第4に「災害に強いまちづくり」であります。

 近年、わが国では、平成23年の東日本大震災をはじめとする大規模地震、ゲリラ豪雨と呼ばれる集中豪雨、御獄山などの火山噴火等、深刻な自然災害が発生し、災害に強いまちづくりの重要性が高まっています。
 本市は利根川・渡良瀬川という大河川に面していることから、過去に度々水害に見舞われた歴史があります。災害に強いまちづくりは、現在古河市に住む市民のためだけではなく、将来に向けて古河市の魅力をアピールしていくための要素としても重要であります。

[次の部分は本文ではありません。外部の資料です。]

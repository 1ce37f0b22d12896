//! Type descriptors: the decoding instructions for protocol types.
//!
//! A protocol schema is a flat, index-addressed table of [`TypeInfo`]
//! values. Both decoders walk this table by recursive descent; a `typeid`
//! is an index into it.

/// How an integer (or a length/tag that is encoded like one) is laid out.
#[derive(Debug, Clone, Copy, PartialEq, Eq)]
pub(crate) struct IntBounds {
    /// Added to the raw value after reading.
    pub offset: i64,
    /// Number of bits on the wire. Only the bit-packed decoder uses this;
    /// the versioned format is self-describing.
    pub bits: u8,
}

/// A field of a struct, or a variant of a choice.
#[derive(Debug, Clone, PartialEq, Eq)]
pub(crate) struct Field {
    pub name: String,
    /// Index of the field value's type.
    pub typeid: usize,
    /// Wire tag. Structs match it against versioned wire tags; choices are
    /// indexed by it.
    pub tag: i64,
    /// True iff the declared name is `__parent`; such a field splices its
    /// value into the enclosing struct instead of nesting.
    pub is_name_parent: bool,
}

/// Decoding info for one type.
#[derive(Debug, Clone, PartialEq, Eq)]
pub(crate) enum TypeInfo {
    /// An integer with the given layout.
    Int(IntBounds),
    /// An ordered list of named fields.
    Struct(Vec<Field>),
    /// One of several variants, selected by a tag.
    Choice {
        bounds: IntBounds,
        fields: Vec<Field>,
    },
    /// A list; `bounds` describes the length's encoding.
    Array { bounds: IntBounds, element: usize },
    /// A packed list of bits; `bounds` describes the bit count's encoding.
    BitArray(IntBounds),
    /// A byte string; `bounds` describes the byte length's encoding.
    Blob(IntBounds),
    /// A value that may be absent.
    Optional { inner: usize },
    Bool,
    /// Four bytes, conventionally a printable code.
    FourCc,
    Null,
}
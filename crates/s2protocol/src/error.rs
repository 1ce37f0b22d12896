use s2protocol_buffers::BufferError;
use thiserror::Error;

/// Errors raised while decoding a replay substream.
#[derive(Debug, Error, Clone, PartialEq, Eq)]
pub enum DecodeError {
    /// The substream ended before the schema was satisfied.
    #[error("unexpected end of input")]
    EndOfInput(#[from] BufferError),

    /// An event stream carried an event id with no descriptor in the
    /// protocol's event table. The stream cannot be re-synchronized past
    /// this point.
    #[error("no event type for event id {0}")]
    UnknownEventId(i64),

    /// A type id pointed outside the protocol's type table.
    #[error("type id {0} out of range")]
    UnknownTypeId(usize),

    /// A decoded value was not the variant the caller requires (e.g. an
    /// event body that is not a struct).
    #[error("expected {expected}")]
    UnexpectedValue {
        /// The variant that was required.
        expected: &'static str,
    },

    /// No protocol is available for the requested base build.
    #[error("unknown base build {0}")]
    UnknownBuild(u32),

    /// No embedded schema parsed successfully, so header decoding has no
    /// protocol to run under.
    #[error("no default protocol available")]
    NoDefaultProtocol,
}
//! Errors for the fallible edges: JSON and file IO.
//!
//! The coordination state itself never fails; missing keys, stale indices
//! and inactive selection targets are handled by fallback instead.

use std::path::PathBuf;

use thiserror::Error;

#[derive(Error, Debug)]
pub enum CmsError {
    #[error("invalid JSON: {0}")]
    Json(#[from] serde_json::Error),

    #[error("failed to read '{path}': {source}")]
    Read {
        path: PathBuf,
        #[source]
        source: std::io::Error,
    },

    #[error("failed to write '{path}': {source}")]
    Write {
        path: PathBuf,
        #[source]
        source: std::io::Error,
    },

    /// Contents JSON that parsed but is not an object of strings.
    #[error("contents must be a JSON object of strings: {0}")]
    InvalidContents(String),
}

pub type Result<T> = std::result::Result<T, CmsError>;
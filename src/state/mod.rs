//! State Module - Shared coordination state
//!
//! The three process-wide services every editable region talks to, plus the
//! primitives they are built from:
//!
//! - **Channel** - Typed synchronous pub/sub used by everything below
//! - **Keyboard** - Key events, pressed-key tracking, the input source
//! - **Edit mode** - The on/off toggle and its exit guard
//! - **Contents** - Path code -> content store with change broadcast
//! - **Selection** - Slot registry and the focus-advance dispatcher

pub mod channel;
pub mod contents;
pub mod edit_mode;
pub mod keyboard;
pub mod selection;

pub use channel::*;
pub use contents::*;
pub use edit_mode::*;
pub use keyboard::*;
pub use selection::*;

このため今後においても、市民の防災意識の高揚を図りながら、市民・事業者・行政などの連携のもとに地域防災力の強化を図っていくとともに、災害に強い都市基盤の整備や、公共施設の耐震化、防災無線など災害時の情報伝達力の強化などに努めていく必要があります。

第5に「市民の夢がかなうまちづくり」であります。

 1市2町が合併し、新生古河市の誕生から11年が経過し、日野自動車古河工場の誘致をはじめ、新市建設計画に位置づけされている将来に希望の持てる都市基盤整備は順調に推移してきたかに見えました。しかしながら、日本全体が人口減に悩むなか、当市においても例外ではなく、生き残りをかけた地方自治体の創意工夫が試される時代が到来しております。
 人口の定住や移住は、都市基盤、交通、教育、福祉、医療などのさまざまな視点からの住民の総合評価の結果であり、特定の施策を講じることによって短期的な効果を期待することは難しいと考えます。このため、10年、20年といった中長期の視点で着実な取り組みを積み重ねていくことが重要となります。そのためにも、人口の定着と誘導に向けた具体的な戦略の立案がこれまで以上に求められると認識しております。
 このようななか、新市建設計画には、新市における一体感の醸成と合併に対する市民の期待に応えるために4つのプロジェクトを定めております。合併当時とは状況の変化もありますが、現在においても地域構造の有機的な関連の向上を目指すためのプロジェクトであると考えております。
 各プロジェクトには、直ちに実行できるものだけではなく、時間を要するもの、関係者との協議や調整を要するものもあります。一つ一つの施策実現に向け強い意志を持ち、スピード感を持って推し進めなければならないと思います。実効性を確保するため、これから4年間の優先的かつ重点的施策を取りまとめ、進捗管理をしていきたいと考えております。

おわりに

 以上、私の市長就任にあたっての所信の一端を述べさせていただきました。

 地方を取り巻く課題が多様化し、全国的に地方創生の動きが活発になっていく状況において、それぞれの地方自治体の力量がますます試されるものと認識しております。私のこれまで市議6期の経験、ネットワークを活かして、国や県と積極的に連携を図りつつ、わが古河市が有している創造性と実行力をいかんなく発揮し、古河市の未来のために、市民の皆さまとともに汗をかき、市民の夢がかなうまちづくりを実現するため「対話」と「行動」の姿勢を貫き、誠心誠意、市政運営に取り組んでまいります。
 議員各位、市民の皆さまの深いご理解とご協力を心からお願い申し上げます。

 以上、就任のごあいさつと所信表明とさせていただきます。